I may not have been able to change my body shape overnight, but my 15-year-old self thought that if I could maybe do something about my skin tone, I'd feel more confident.

The '80s saw women frying themselves for the darkest mahogany skin.  By the '90s magazine pages were full of women with "healthy tans" - not quite so dark but still a gorgeous glow.

Me, I was a whiter shade of blue.

But fake tans weren't an option - 20-odd years ago they were orange, streaky and smelly, and didn't make me look like the models in the magazines. 

Then a girl at school, who always looked stunning with her year-round tan, told me she used her mum's sunbed at home and she was selling it.

I've always been good with putting money aside, and thought £150 of my hard-earned paper round cash was a good investment to save me from being ugly.

It was an old canopy solarium which went over my bed and it was the biggest purchase I'd ever made. I was pretty excited.

I laid a towel on my bed, set the timer, pulled the UV goggles on and baked under the humming blue lights for the next 40 minutes. Twenty minutes one side, 20 minutes the other.

It was hot, sweaty and boring, but my 15-year-old self thought it was totally worth it for an all-over glow.

I did know a little about the dangers of UV back then. There were warnings about skin cancer and limiting sun exposure, so I never overdid it. Just once or twice a week. I knew I'd never get a deep tan; I just didn't want to be blue.

I started to do a little modelling. I distinctly remember one makeup artist commenting on how most girls with freckles had extremely pale skin, but that mine had a nice creamy tone.

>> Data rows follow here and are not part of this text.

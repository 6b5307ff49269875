//! Reference `ftserve` peer
//!
//! Serves one control connection at a time. For each: read the command line,
//! answer with a size or an error text, wait for `ACK`, connect back to the
//! client's data port, stream the payload, wait for the receipt `ACK`.

use std::fs::{self, File};
use std::io::{ErrorKind, Read};
use std::net::{Shutdown, SocketAddr, TcpListener, TcpStream};
use std::path::{Path, PathBuf};
use std::time::Duration;

use tracing::{info, warn};

use crate::error::{Result, TransferError};
use crate::net::{recv_line_with, send_all, tune_socket};
use crate::protocol::{is_ack, parse_request, server_errors, Command, CHUNK_SIZE};

// How long to wait on a client that went quiet mid-exchange
const CLIENT_IDLE: Duration = Duration::from_secs(60);

/// Bytes about to go out on the data channel
enum Payload {
    Text(Vec<u8>),
    File { file: File, len: u64 },
}

impl Payload {
    fn len(&self) -> u64 {
        match self {
            Payload::Text(b) => b.len() as u64,
            Payload::File { len, .. } => *len,
        }
    }
}

pub struct FileServer {
    cwd: PathBuf,
}

impl FileServer {
    pub fn new(start_dir: &Path) -> Result<Self> {
        let cwd = fs::canonicalize(start_dir)?;
        Ok(Self { cwd })
    }

    /// Current directory; `CD` moves it and it stays moved for later clients
    pub fn cwd(&self) -> &Path {
        &self.cwd
    }

    /// Accept and handle connections one after another, forever
    pub fn run(&mut self, listener: TcpListener) -> Result<()> {
        for conn in listener.incoming() {
            match conn {
                Ok(stream) => {
                    let peer = stream
                        .peer_addr()
                        .map(|a| a.to_string())
                        .unwrap_or_else(|_| "unknown".to_string());
                    info!(%peer, "connection");
                    if let Err(e) = self.handle_conn(stream) {
                        warn!(%peer, error = %e, "connection error during handling");
                    }
                }
                Err(e) => warn!(error = %e, "accept error"),
            }
        }
        Ok(())
    }

    pub fn handle_conn(&mut self, mut stream: TcpStream) -> Result<()> {
        tune_socket(&stream, None);
        let _ = stream.set_read_timeout(Some(CLIENT_IDLE));
        let peer = stream.peer_addr()?;

        let (open, raw) = read_message(&mut stream)?;
        if !open {
            info!(%peer, "disconnected");
            return Ok(());
        }
        let line = String::from_utf8_lossy(&raw);
        let request = match parse_request(&line) {
            Ok(r) => r,
            Err(e) => {
                warn!(%peer, ?e, line = %line.trim(), "invalid command");
                reply_and_close(stream, server_errors::INVALID_COMMAND);
                return Ok(());
            }
        };
        info!(%peer, command = %request.command, data_port = request.data_port, "request");

        let payload = match self.prepare(&request.command) {
            Ok(p) => p,
            Err(msg) => {
                info!(%peer, reply = msg, "sending error message");
                reply_and_close(stream, msg);
                return Ok(());
            }
        };

        if !send_all(&mut stream, payload.len().to_string().as_bytes())? {
            info!(%peer, "disconnected");
            return Ok(());
        }
        let (open, raw) = read_message(&mut stream)?;
        if !open {
            info!(%peer, "disconnected before acknowledging size");
            return Ok(());
        }
        if !is_ack(&raw) {
            warn!(%peer, "invalid response");
            reply_and_close(stream, server_errors::INVALID_RESPONSE);
            return Ok(());
        }

        let data_addr = SocketAddr::new(peer.ip(), request.data_port);
        let mut data = match TcpStream::connect(data_addr) {
            Ok(s) => s,
            Err(e) => {
                let _ = stream.shutdown(Shutdown::Both);
                return Err(TransferError::Connect {
                    host: peer.ip().to_string(),
                    port: request.data_port,
                    cause: e,
                });
            }
        };
        tune_socket(&data, None);
        info!(%data_addr, bytes = payload.len(), "sending payload");
        if !send_payload(&mut data, payload)? {
            warn!(%peer, "client disconnected before transfer was complete");
        }

        match read_message(&mut stream) {
            Ok((true, raw)) if is_ack(&raw) => info!(%peer, "transfer acknowledged"),
            Ok((true, _)) => warn!(%peer, "invalid response, transfer might not be complete"),
            _ => warn!(%peer, "disconnected before acknowledging receipt"),
        }
        let _ = data.shutdown(Shutdown::Both);
        let _ = stream.shutdown(Shutdown::Both);
        Ok(())
    }

    /// Build the payload for `cmd`, or the error text to send instead
    fn prepare(&mut self, cmd: &Command) -> std::result::Result<Payload, &'static str> {
        match cmd {
            Command::List => {
                let listing = list_dir(&self.cwd).map_err(|_| server_errors::ERROR_OCCURRED)?;
                Ok(Payload::Text(listing.into_bytes()))
            }
            Command::Get(name) => {
                let path = self.cwd.join(name);
                let md = fs::metadata(&path).map_err(|e| match e.kind() {
                    ErrorKind::NotFound => server_errors::FILE_NOT_FOUND,
                    ErrorKind::PermissionDenied => server_errors::ACCESS_DENIED,
                    _ => server_errors::ERROR_OCCURRED,
                })?;
                if md.is_dir() {
                    return Err(server_errors::CANNOT_TRANSFER_DIRECTORY);
                }
                let file = File::open(&path).map_err(|_| server_errors::FILE_READ_ERROR)?;
                Ok(Payload::File { file, len: md.len() })
            }
            Command::Cd(dir) => {
                let target = self.cwd.join(dir);
                let md = fs::metadata(&target).map_err(|e| match e.kind() {
                    ErrorKind::NotFound => server_errors::DIRECTORY_NOT_FOUND,
                    ErrorKind::PermissionDenied => server_errors::ACCESS_DENIED,
                    _ => server_errors::ERROR_OCCURRED,
                })?;
                if !md.is_dir() {
                    return Err(server_errors::NOT_A_DIRECTORY);
                }
                fs::read_dir(&target).map_err(|e| match e.kind() {
                    ErrorKind::PermissionDenied => server_errors::ACCESS_DENIED,
                    _ => server_errors::ERROR_OCCURRED,
                })?;
                self.cwd = fs::canonicalize(&target).map_err(|_| server_errors::ERROR_OCCURRED)?;
                info!(cwd = %self.cwd.display(), "changed directory");
                Ok(Payload::Text(self.cwd.to_string_lossy().into_owned().into_bytes()))
            }
        }
    }
}

/// Bind `bind` and serve from `start_dir`
pub fn serve(bind: &str, start_dir: &Path) -> Result<()> {
    let listener = TcpListener::bind(bind)?;
    let mut server = FileServer::new(start_dir)?;
    info!(%bind, dir = %server.cwd().display(), "ftserve listening");
    server.run(listener)
}

/// Names in `dir` (without `.`/`..`), sorted, one per line
pub fn list_dir(dir: &Path) -> std::io::Result<String> {
    let mut names = Vec::new();
    for entry in fs::read_dir(dir)? {
        names.push(entry?.file_name().to_string_lossy().into_owned());
    }
    names.sort();
    let mut out = String::new();
    for n in names {
        out.push_str(&n);
        out.push('\n');
    }
    Ok(out)
}

/// One control message; a client idle past `CLIENT_IDLE` is dropped
fn read_message(stream: &mut TcpStream) -> Result<(bool, Vec<u8>)> {
    recv_line_with(stream, || Err(std::io::Error::from(ErrorKind::TimedOut).into()))
}

fn reply_and_close(mut stream: TcpStream, msg: &str) {
    let _ = send_all(&mut stream, msg.as_bytes());
    let _ = stream.shutdown(Shutdown::Both);
}

fn send_payload(data: &mut TcpStream, payload: Payload) -> Result<bool> {
    match payload {
        Payload::Text(bytes) => {
            for chunk in bytes.chunks(CHUNK_SIZE) {
                if !send_all(data, chunk)? {
                    return Ok(false);
                }
            }
            Ok(true)
        }
        Payload::File { mut file, len } => {
            let mut buf = [0u8; CHUNK_SIZE];
            let mut sent = 0u64;
            while sent < len {
                let want = (len - sent).min(CHUNK_SIZE as u64) as usize;
                let n = file.read(&mut buf[..want])?;
                if n == 0 {
                    // File shrank; the client sees an early close
                    break;
                }
                if !send_all(data, &buf[..n])? {
                    return Ok(false);
                }
                sent += n as u64;
            }
            Ok(sent == len)
        }
    }
}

I smiled and continued to use my sunbed for the next two or three years.

I can't remember why I stopped using it and got rid of it - I think it was just a teenage phase. My confidence grew, fake tans improved and I no longer felt I needed it.

Do I regret it? Well, I think I'd advise my teenage self against it.

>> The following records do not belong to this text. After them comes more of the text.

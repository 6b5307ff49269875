//! One command/response/transfer cycle, driven as an explicit state machine
//!
//! ```text
//! Connecting → CommandSent → AwaitingResponse ─┬─ ErrorTerminal
//!                                               └─ Listening → AckSent → Accepted
//!                                                  → Receiving → AckSent2 → Complete
//! ```
//!
//! Each state performs the work needed to leave it and names its successor.
//! Every state entered is recorded so callers and tests can see exactly which
//! path a session took.

use std::fmt;
use std::io::Write;
use std::net::{IpAddr, SocketAddr};
use std::path::{Path, PathBuf};
use std::sync::Arc;
use std::time::{Duration, Instant};

use indicatif::{ProgressBar, ProgressStyle};
use tracing::{debug, info, warn};

use crate::cancel::CancelFlag;
use crate::config::ClientConfig;
use crate::control::{ControlChannel, ControlOptions};
use crate::data::{passive_addrs, DataConnection, DataListener};
use crate::error::{AckStage, Channel, Result, TransferError};
use crate::logger::{Logger, NoopLogger};
use crate::protocol::{Command, Response};
use crate::resolver::unique_name;

// Name races with another writer before giving up
const PERSIST_ATTEMPTS: usize = 8;

#[derive(Debug, Clone, Copy, PartialEq, Eq)]
pub enum State {
    Connecting,
    CommandSent,
    AwaitingResponse,
    ErrorTerminal,
    Listening,
    AckSent,
    Accepted,
    Receiving,
    AckSent2,
    Complete,
}

#[derive(Debug, Clone)]
pub struct SessionOptions {
    pub control: ControlOptions,
    /// `None` waits for the connect-back forever
    pub accept_deadline: Option<Duration>,
    pub output_dir: PathBuf,
    pub progress: bool,
}

impl Default for SessionOptions {
    fn default() -> Self {
        SessionOptions::from(&ClientConfig::default())
    }
}

impl From<&ClientConfig> for SessionOptions {
    fn from(cfg: &ClientConfig) -> Self {
        Self {
            control: ControlOptions {
                connect_timeout: cfg.connect_timeout(),
                poll_interval: cfg.poll_interval(),
            },
            accept_deadline: cfg.accept_deadline(),
            output_dir: cfg.output_dir.clone(),
            progress: cfg.progress,
        }
    }
}

/// What a completed session produced
#[derive(Debug, Clone, PartialEq, Eq)]
pub enum Outcome {
    /// LIST: the server's directory listing
    Listing(String),
    /// CD: the server's new working directory
    Directory(String),
    /// GET: payload written to `path`
    Saved {
        requested: String,
        path: PathBuf,
        bytes: u64,
    },
}

impl fmt::Display for Outcome {
    fn fmt(&self, f: &mut fmt::Formatter<'_>) -> fmt::Result {
        match self {
            Outcome::Listing(text) => f.write_str(text),
            Outcome::Directory(dir) => write!(f, "Remote directory is now {}", dir),
            Outcome::Saved {
                requested,
                path,
                bytes,
            } => write!(
                f,
                "File \"{}\" saved as {} ({} bytes)",
                requested,
                path.display(),
                bytes
            ),
        }
    }
}

#[derive(Debug)]
pub struct Report {
    pub outcome: Outcome,
    /// Non-fatal problems, e.g. the receipt ACK could not be delivered
    pub warnings: Vec<String>,
    /// Every state the session entered, in order
    pub states: Vec<State>,
}

pub struct TransferSession {
    host: String,
    port: u16,
    command: Command,
    data_port: u16,
    opts: SessionOptions,
    cancel: CancelFlag,
    logger: Arc<dyn Logger + Send + Sync>,

    state: State,
    history: Vec<State>,
    control: Option<ControlChannel>,
    response: Option<Response>,
    listener: Option<DataListener>,
    ready_acked: bool,
    data: Option<DataConnection>,
    payload: Vec<u8>,
    outcome: Option<Outcome>,
    warnings: Vec<String>,
}

impl TransferSession {
    pub fn new(host: &str, port: u16, command: Command, data_port: u16) -> Self {
        Self {
            host: host.to_string(),
            port,
            command,
            data_port,
            opts: SessionOptions::default(),
            cancel: CancelFlag::new(),
            logger: Arc::new(NoopLogger),
            state: State::Connecting,
            history: Vec::new(),
            control: None,
            response: None,
            listener: None,
            ready_acked: false,
            data: None,
            payload: Vec::new(),
            outcome: None,
            warnings: Vec::new(),
        }
    }

    pub fn with_options(mut self, opts: SessionOptions) -> Self {
        self.opts = opts;
        self
    }

    pub fn with_cancel(mut self, cancel: CancelFlag) -> Self {
        self.cancel = cancel;
        self
    }

    pub fn with_logger(mut self, logger: Arc<dyn Logger + Send + Sync>) -> Self {
        self.logger = logger;
        self
    }

    /// Use an already connected control channel instead of dialing
    /// `host:port` in `Connecting`
    pub fn with_control(mut self, control: ControlChannel) -> Self {
        self.control = Some(control);
        self
    }

    fn peer(&self) -> String {
        format!("{}:{}", self.host, self.port)
    }

    /// Run to completion. On failure every open channel is closed and the
    /// received payload, if any, is discarded.
    pub fn run(mut self) -> Result<Report> {
        let started = Instant::now();
        self.logger.start(&self.peer(), &self.command, self.data_port);
        loop {
            self.history.push(self.state);
            debug!(state = ?self.state, "session state");
            if self.state == State::Complete {
                break;
            }
            match self.step() {
                Ok(next) => self.state = next,
                Err(e) => {
                    self.logger.error(&format!("{:?}", self.state), &e.to_string());
                    self.teardown();
                    return Err(e);
                }
            }
        }
        let bytes = self.payload.len() as u64;
        self.logger.done(bytes, started.elapsed().as_secs_f64());
        let outcome = self
            .outcome
            .take()
            .ok_or_else(|| TransferError::Io(std::io::Error::other("session ended without output")))?;
        Ok(Report {
            outcome,
            warnings: self.warnings,
            states: self.history,
        })
    }

    fn control(&mut self) -> Result<&mut ControlChannel> {
        self.control
            .as_mut()
            .ok_or_else(not_connected)
    }

    fn step(&mut self) -> Result<State> {
        match self.state {
            State::Connecting => {
                let mut control = match self.control.take() {
                    Some(control) => control,
                    None => ControlChannel::connect(&self.host, self.port, &self.opts.control, &self.cancel)?,
                };
                control.send_command(&self.command, self.data_port)?;
                self.control = Some(control);
                Ok(State::CommandSent)
            }
            State::CommandSent => {
                let response = self.control()?.receive_response()?;
                self.logger.response(&self.peer(), &response);
                self.response = Some(response);
                Ok(State::AwaitingResponse)
            }
            State::AwaitingResponse => match &self.response {
                Some(Response::Size(n)) => {
                    debug!(bytes = n, "server accepted command");
                    Ok(State::Listening)
                }
                _ => Ok(State::ErrorTerminal),
            },
            State::ErrorTerminal => {
                if let Some(control) = self.control.take() {
                    control.close();
                }
                let message = match self.response.take() {
                    Some(Response::Error(msg)) => msg,
                    Some(other) => other.to_line(),
                    None => String::new(),
                };
                Err(TransferError::Server {
                    host: self.host.clone(),
                    port: self.port,
                    message,
                })
            }
            State::Listening => {
                let listener = DataListener::listen_on(self.data_port, &self.listen_addrs())?;
                if listener.port() != self.data_port {
                    return Err(TransferError::Bind {
                        port: self.data_port,
                        reason: format!("bound {} instead of advertised port", listener.port()),
                    });
                }
                self.listener = Some(listener);
                // The peer connects back as soon as it sees this
                self.ready_acked = self.control()?.ack()?;
                Ok(State::AckSent)
            }
            State::AckSent => {
                if !self.ready_acked {
                    return Err(TransferError::Ack { stage: AckStage::Ready });
                }
                let listener = self
                    .listener
                    .take()
                    .ok_or_else(not_connected)?;
                let conn = listener.accept_once(
                    self.opts.accept_deadline,
                    self.opts.control.poll_interval,
                    &self.cancel,
                )?;
                info!(peer = %conn.peer(), "peer connected back");
                self.data = Some(conn);
                Ok(State::Accepted)
            }
            State::Accepted => {
                self.receive_payload()?;
                Ok(State::Receiving)
            }
            State::Receiving => {
                // The payload is complete; a lost receipt ACK only warrants a warning
                let delivered = match self.control()?.ack() {
                    Ok(sent) => sent,
                    Err(e) => {
                        debug!(error = %e, "receipt ACK failed");
                        false
                    }
                };
                if !delivered {
                    let msg = TransferError::Ack { stage: AckStage::Received }.to_string();
                    warn!("{}", msg);
                    self.logger.warning(&msg);
                    self.warnings.push(msg);
                }
                Ok(State::AckSent2)
            }
            State::AckSent2 => {
                if let Some(conn) = self.data.take() {
                    conn.close();
                }
                if let Some(control) = self.control.take() {
                    control.close();
                }
                self.outcome = Some(self.finish()?);
                Ok(State::Complete)
            }
            State::Complete => Ok(State::Complete),
        }
    }

    /// Passive addresses ordered so the control connection's family is
    /// tried first; the peer connects back to that address.
    fn listen_addrs(&self) -> Vec<SocketAddr> {
        let mut addrs = passive_addrs(self.data_port);
        let local_is_v6 = self
            .control
            .as_ref()
            .and_then(|c| c.local_addr().ok())
            .map(|a| matches!(a.ip(), IpAddr::V6(v6) if v6.to_ipv4_mapped().is_none()))
            .unwrap_or(false);
        if local_is_v6 {
            addrs.reverse();
        }
        addrs
    }

    fn receive_payload(&mut self) -> Result<()> {
        let expected = match self.response {
            Some(Response::Size(n)) => n,
            _ => 0,
        };
        let length = usize::try_from(expected).map_err(|_| {
            TransferError::Io(std::io::Error::new(
                std::io::ErrorKind::InvalidData,
                format!("announced size {} does not fit in memory", expected),
            ))
        })?;

        let bar = (self.opts.progress && matches!(self.command, Command::Get(_)))
            .then(|| progress_bar(expected));
        let cancel = self.cancel.clone();
        let conn = self
            .data
            .as_mut()
            .ok_or_else(not_connected)?;
        let result = conn.receive(length, |received| {
            if let Some(pb) = &bar {
                pb.set_position(received as u64);
            }
            cancel.check()
        });
        if let Some(pb) = bar {
            pb.finish_and_clear();
        }
        let (open, data) = result?;
        if !open {
            return Err(TransferError::PeerClosedEarly {
                channel: Channel::Data,
                expected,
                received: data.len() as u64,
            });
        }
        self.payload = data;
        Ok(())
    }

    fn finish(&self) -> Result<Outcome> {
        let text = || String::from_utf8_lossy(&self.payload).into_owned();
        match &self.command {
            Command::List => Ok(Outcome::Listing(text())),
            Command::Cd(_) => Ok(Outcome::Directory(text())),
            Command::Get(name) => {
                let path = save_payload(&self.opts.output_dir, name, &self.payload)?;
                self.logger.saved(&path, self.payload.len() as u64);
                Ok(Outcome::Saved {
                    requested: name.clone(),
                    path,
                    bytes: self.payload.len() as u64,
                })
            }
        }
    }

    fn teardown(&mut self) {
        if let Some(conn) = self.data.take() {
            conn.close();
        }
        if let Some(listener) = self.listener.take() {
            listener.close();
        }
        if let Some(control) = self.control.take() {
            control.close();
        }
        self.payload.clear();
    }
}

fn not_connected() -> TransferError {
    TransferError::Io(std::io::Error::from(std::io::ErrorKind::NotConnected))
}

fn progress_bar(total: u64) -> ProgressBar {
    let pb = ProgressBar::new(total);
    pb.set_style(
        ProgressStyle::default_bar()
            .template("{bar:40.cyan/blue} {bytes}/{total_bytes} {bytes_per_sec} eta {eta}")
            .unwrap_or_else(|_| ProgressStyle::default_bar()),
    );
    pb
}

/// Write `payload` under a collision-free name derived from `requested`.
/// The bytes land in a temp file first and are moved into place without
/// overwriting anything, so a partially written file is never visible under
/// the final name.
pub fn save_payload(dir: &Path, requested: &str, payload: &[u8]) -> Result<PathBuf> {
    let file_name = Path::new(requested).file_name().ok_or_else(|| TransferError::Output {
        path: dir.join(requested),
        cause: std::io::Error::new(std::io::ErrorKind::InvalidInput, "no file name"),
    })?;
    let candidate = dir.join(file_name);
    let output_err = |path: &Path, cause| TransferError::Output {
        path: path.to_path_buf(),
        cause,
    };

    let mut tmp = tempfile::NamedTempFile::new_in(dir).map_err(|e| output_err(dir, e))?;
    tmp.write_all(payload).map_err(|e| output_err(tmp.path(), e))?;
    tmp.flush().map_err(|e| output_err(tmp.path(), e))?;
    #[cfg(unix)]
    {
        use std::os::unix::fs::PermissionsExt;
        let _ = std::fs::set_permissions(tmp.path(), std::fs::Permissions::from_mode(0o644));
    }

    let mut attempts = 0;
    loop {
        let target = unique_name(&candidate)?;
        match tmp.persist_noclobber(&target) {
            Ok(_) => return Ok(target),
            Err(e) if e.error.kind() == std::io::ErrorKind::AlreadyExists && attempts < PERSIST_ATTEMPTS => {
                attempts += 1;
                tmp = e.file;
            }
            Err(e) => return Err(output_err(&target, e.error)),
        }
    }
}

My lifelong best friend got an aggressive melanoma when she was 33.  She's lucky they caught it in time.  Another friend's father wasn't so lucky; he died far too young.  

I haven't used a sunbed in 20 years. I haven't sunbathed for six years. I cover up in the sun. Instead, I fake tan most weeks.

We all have body hang-ups - whether it's wanting darker skin, a skinnier waist, bigger boobs, or blonder hair - but we're all beautiful swans in our own individual way. I now appreciate what I do have, not what I don't. 

I'm lucky to have a healthy, working body, and I'm very happy with that.